§ **Provided data**
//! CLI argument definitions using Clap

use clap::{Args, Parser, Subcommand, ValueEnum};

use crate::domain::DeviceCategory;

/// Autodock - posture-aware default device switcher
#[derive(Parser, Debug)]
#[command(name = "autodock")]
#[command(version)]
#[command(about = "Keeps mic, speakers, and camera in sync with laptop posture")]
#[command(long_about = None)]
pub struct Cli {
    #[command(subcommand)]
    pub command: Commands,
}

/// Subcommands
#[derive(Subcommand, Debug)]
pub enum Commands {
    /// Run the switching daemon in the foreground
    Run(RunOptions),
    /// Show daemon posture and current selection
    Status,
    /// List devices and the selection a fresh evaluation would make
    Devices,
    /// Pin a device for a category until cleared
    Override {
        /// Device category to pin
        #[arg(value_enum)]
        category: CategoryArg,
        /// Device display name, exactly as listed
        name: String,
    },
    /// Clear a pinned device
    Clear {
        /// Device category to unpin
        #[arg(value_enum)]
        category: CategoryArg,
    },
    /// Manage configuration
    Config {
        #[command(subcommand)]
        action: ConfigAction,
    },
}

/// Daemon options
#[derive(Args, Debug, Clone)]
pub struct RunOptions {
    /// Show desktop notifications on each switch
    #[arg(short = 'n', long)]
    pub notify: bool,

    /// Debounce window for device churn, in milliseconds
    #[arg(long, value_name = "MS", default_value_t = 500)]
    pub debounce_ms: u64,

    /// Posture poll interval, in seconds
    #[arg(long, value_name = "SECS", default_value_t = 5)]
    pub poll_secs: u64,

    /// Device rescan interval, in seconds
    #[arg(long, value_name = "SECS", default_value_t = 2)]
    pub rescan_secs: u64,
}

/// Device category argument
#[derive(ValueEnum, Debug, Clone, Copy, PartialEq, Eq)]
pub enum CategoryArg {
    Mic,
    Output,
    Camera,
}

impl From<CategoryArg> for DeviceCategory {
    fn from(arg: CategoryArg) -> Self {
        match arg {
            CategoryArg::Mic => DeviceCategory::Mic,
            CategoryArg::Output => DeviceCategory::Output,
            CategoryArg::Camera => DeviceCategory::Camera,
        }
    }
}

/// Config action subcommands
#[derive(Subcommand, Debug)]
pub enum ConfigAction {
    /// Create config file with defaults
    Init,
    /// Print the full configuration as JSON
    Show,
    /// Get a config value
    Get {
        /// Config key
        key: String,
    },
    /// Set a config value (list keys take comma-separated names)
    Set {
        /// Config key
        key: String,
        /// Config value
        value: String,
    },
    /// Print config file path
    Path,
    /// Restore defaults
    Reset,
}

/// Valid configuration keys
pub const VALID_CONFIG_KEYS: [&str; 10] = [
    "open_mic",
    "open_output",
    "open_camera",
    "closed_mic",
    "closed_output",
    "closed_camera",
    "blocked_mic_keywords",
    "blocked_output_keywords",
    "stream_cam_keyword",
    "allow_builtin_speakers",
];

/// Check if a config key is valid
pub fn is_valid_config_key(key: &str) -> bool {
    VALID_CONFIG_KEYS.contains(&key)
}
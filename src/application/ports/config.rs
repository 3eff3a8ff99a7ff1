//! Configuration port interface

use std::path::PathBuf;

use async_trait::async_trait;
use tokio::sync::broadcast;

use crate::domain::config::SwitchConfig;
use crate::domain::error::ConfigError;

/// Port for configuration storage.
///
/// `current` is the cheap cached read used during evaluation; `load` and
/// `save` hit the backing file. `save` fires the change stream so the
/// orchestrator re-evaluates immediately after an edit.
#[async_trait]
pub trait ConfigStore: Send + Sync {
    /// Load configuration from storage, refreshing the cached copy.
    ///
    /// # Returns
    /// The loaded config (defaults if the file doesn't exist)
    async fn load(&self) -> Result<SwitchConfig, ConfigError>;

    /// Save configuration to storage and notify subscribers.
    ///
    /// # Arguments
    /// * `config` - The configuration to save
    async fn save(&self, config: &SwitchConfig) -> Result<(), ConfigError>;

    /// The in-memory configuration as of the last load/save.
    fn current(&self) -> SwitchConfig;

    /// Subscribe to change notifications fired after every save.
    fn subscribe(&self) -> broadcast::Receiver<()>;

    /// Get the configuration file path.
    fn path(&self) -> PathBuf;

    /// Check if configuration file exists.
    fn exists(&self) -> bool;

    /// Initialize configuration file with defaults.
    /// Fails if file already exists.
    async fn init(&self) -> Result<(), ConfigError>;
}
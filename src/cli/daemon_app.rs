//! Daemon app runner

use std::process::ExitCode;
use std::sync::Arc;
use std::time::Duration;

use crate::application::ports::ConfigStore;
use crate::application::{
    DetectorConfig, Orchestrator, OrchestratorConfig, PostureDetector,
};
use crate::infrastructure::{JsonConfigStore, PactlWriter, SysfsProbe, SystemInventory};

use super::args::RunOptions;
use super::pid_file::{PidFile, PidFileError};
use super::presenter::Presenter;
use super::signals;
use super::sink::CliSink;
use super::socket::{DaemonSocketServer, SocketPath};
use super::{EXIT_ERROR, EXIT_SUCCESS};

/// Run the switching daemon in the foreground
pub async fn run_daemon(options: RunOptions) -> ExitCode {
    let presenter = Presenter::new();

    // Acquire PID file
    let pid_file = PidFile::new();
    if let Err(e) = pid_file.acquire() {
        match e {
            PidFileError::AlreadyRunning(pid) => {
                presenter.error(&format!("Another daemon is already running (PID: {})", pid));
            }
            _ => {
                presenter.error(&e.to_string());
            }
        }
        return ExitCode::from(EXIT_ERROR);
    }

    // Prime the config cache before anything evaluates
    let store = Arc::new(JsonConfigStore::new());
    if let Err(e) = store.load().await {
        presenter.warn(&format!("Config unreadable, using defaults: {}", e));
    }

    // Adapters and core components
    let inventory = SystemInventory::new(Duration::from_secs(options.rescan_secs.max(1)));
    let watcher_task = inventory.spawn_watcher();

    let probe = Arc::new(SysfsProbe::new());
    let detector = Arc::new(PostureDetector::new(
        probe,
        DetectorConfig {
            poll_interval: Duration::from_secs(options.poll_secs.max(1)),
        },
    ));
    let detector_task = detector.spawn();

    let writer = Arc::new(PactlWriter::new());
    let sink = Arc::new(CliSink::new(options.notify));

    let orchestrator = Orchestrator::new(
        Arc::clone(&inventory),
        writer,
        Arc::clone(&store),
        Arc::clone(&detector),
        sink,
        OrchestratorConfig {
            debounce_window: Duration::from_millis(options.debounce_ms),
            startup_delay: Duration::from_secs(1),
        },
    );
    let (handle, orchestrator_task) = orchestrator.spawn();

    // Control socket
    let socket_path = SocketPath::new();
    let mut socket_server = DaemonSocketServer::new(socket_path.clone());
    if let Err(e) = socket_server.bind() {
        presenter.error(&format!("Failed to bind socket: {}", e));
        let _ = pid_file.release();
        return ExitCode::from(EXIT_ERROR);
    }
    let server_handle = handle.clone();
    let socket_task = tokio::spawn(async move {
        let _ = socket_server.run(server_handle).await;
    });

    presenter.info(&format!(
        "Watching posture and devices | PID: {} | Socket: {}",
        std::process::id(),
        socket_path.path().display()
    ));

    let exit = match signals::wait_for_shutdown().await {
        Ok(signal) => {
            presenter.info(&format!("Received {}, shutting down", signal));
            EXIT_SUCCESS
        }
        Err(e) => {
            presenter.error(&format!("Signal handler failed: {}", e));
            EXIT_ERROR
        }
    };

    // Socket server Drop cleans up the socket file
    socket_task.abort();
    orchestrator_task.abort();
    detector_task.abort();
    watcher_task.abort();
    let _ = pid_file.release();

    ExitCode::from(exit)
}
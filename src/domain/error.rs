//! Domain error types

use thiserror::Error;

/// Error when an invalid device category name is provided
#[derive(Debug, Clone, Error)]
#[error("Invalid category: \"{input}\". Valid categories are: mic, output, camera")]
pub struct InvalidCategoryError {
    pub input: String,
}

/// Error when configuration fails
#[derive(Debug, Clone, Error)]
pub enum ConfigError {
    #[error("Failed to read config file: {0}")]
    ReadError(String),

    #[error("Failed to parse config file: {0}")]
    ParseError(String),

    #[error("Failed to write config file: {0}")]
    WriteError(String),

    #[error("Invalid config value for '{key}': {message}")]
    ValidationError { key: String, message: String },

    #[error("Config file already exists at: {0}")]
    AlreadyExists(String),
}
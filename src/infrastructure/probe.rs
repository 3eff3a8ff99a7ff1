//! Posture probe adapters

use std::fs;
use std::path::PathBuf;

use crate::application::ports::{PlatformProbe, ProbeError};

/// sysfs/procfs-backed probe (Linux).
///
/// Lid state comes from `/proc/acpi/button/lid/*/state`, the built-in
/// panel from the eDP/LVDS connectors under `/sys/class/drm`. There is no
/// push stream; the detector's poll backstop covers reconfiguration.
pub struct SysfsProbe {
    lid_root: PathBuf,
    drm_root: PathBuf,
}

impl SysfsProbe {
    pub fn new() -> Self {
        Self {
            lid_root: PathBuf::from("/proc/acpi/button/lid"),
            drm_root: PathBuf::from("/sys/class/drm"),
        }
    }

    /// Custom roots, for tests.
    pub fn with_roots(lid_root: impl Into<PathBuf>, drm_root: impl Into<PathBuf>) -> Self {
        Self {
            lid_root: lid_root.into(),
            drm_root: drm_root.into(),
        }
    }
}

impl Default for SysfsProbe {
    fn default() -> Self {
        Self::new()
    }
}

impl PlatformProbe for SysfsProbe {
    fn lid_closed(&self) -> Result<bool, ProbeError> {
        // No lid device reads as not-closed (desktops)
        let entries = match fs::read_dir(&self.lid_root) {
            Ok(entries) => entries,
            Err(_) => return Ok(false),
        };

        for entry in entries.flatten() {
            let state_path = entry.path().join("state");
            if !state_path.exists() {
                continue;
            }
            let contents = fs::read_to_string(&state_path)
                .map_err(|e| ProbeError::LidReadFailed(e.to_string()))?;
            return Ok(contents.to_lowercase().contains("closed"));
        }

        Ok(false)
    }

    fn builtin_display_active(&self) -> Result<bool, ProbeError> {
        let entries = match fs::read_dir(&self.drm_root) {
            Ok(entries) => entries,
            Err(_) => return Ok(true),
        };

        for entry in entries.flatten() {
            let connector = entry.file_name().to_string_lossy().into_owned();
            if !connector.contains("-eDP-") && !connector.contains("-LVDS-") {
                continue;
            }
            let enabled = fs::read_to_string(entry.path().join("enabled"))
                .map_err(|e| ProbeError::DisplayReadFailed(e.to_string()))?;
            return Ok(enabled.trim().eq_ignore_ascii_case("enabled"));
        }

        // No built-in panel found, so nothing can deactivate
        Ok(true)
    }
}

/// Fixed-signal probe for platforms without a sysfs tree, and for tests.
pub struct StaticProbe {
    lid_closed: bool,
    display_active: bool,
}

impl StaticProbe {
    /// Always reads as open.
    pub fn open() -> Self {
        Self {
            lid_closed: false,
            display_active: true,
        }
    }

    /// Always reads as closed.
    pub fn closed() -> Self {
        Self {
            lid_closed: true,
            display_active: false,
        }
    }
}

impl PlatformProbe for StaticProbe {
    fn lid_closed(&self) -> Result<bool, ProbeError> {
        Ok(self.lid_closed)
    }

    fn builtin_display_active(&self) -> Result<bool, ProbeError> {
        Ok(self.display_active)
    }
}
==
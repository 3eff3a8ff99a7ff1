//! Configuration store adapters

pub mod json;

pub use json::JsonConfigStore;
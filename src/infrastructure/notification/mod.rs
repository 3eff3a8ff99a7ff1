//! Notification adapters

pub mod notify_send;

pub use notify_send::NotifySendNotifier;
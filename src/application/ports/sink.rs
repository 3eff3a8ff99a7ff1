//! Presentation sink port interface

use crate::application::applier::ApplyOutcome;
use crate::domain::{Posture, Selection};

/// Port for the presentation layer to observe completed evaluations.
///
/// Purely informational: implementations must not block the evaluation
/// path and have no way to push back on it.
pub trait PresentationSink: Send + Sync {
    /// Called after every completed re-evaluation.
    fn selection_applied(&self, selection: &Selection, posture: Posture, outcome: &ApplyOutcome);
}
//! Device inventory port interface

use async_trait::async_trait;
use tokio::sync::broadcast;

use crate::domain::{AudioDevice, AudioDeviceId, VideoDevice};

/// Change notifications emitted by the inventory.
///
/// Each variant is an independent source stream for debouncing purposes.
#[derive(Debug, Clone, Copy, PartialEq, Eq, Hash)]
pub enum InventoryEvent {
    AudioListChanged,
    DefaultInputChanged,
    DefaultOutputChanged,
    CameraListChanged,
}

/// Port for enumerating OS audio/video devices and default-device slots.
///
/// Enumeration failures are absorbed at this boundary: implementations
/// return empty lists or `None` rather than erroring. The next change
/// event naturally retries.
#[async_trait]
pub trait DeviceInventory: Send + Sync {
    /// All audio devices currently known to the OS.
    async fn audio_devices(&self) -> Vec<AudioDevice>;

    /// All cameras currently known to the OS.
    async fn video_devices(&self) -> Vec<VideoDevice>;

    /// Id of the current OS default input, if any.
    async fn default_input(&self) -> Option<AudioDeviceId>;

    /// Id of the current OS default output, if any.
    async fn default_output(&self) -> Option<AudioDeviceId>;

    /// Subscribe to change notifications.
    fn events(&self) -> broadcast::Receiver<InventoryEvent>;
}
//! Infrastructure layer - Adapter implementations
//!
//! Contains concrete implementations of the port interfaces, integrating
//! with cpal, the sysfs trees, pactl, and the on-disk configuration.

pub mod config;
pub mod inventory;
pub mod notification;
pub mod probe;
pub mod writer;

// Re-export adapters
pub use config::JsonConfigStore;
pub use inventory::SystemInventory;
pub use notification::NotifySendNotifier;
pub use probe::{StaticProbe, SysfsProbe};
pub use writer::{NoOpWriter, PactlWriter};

§ **Try it**
Identify each line of the material where the word "LVDS" shows up, and copy it.

§ **Solution to this exercise**
/// panel from the eDP/LVDS connectors under `/sys/class/drm`. There is no
            if !connector.contains("-eDP-") && !connector.contains("-LVDS-") {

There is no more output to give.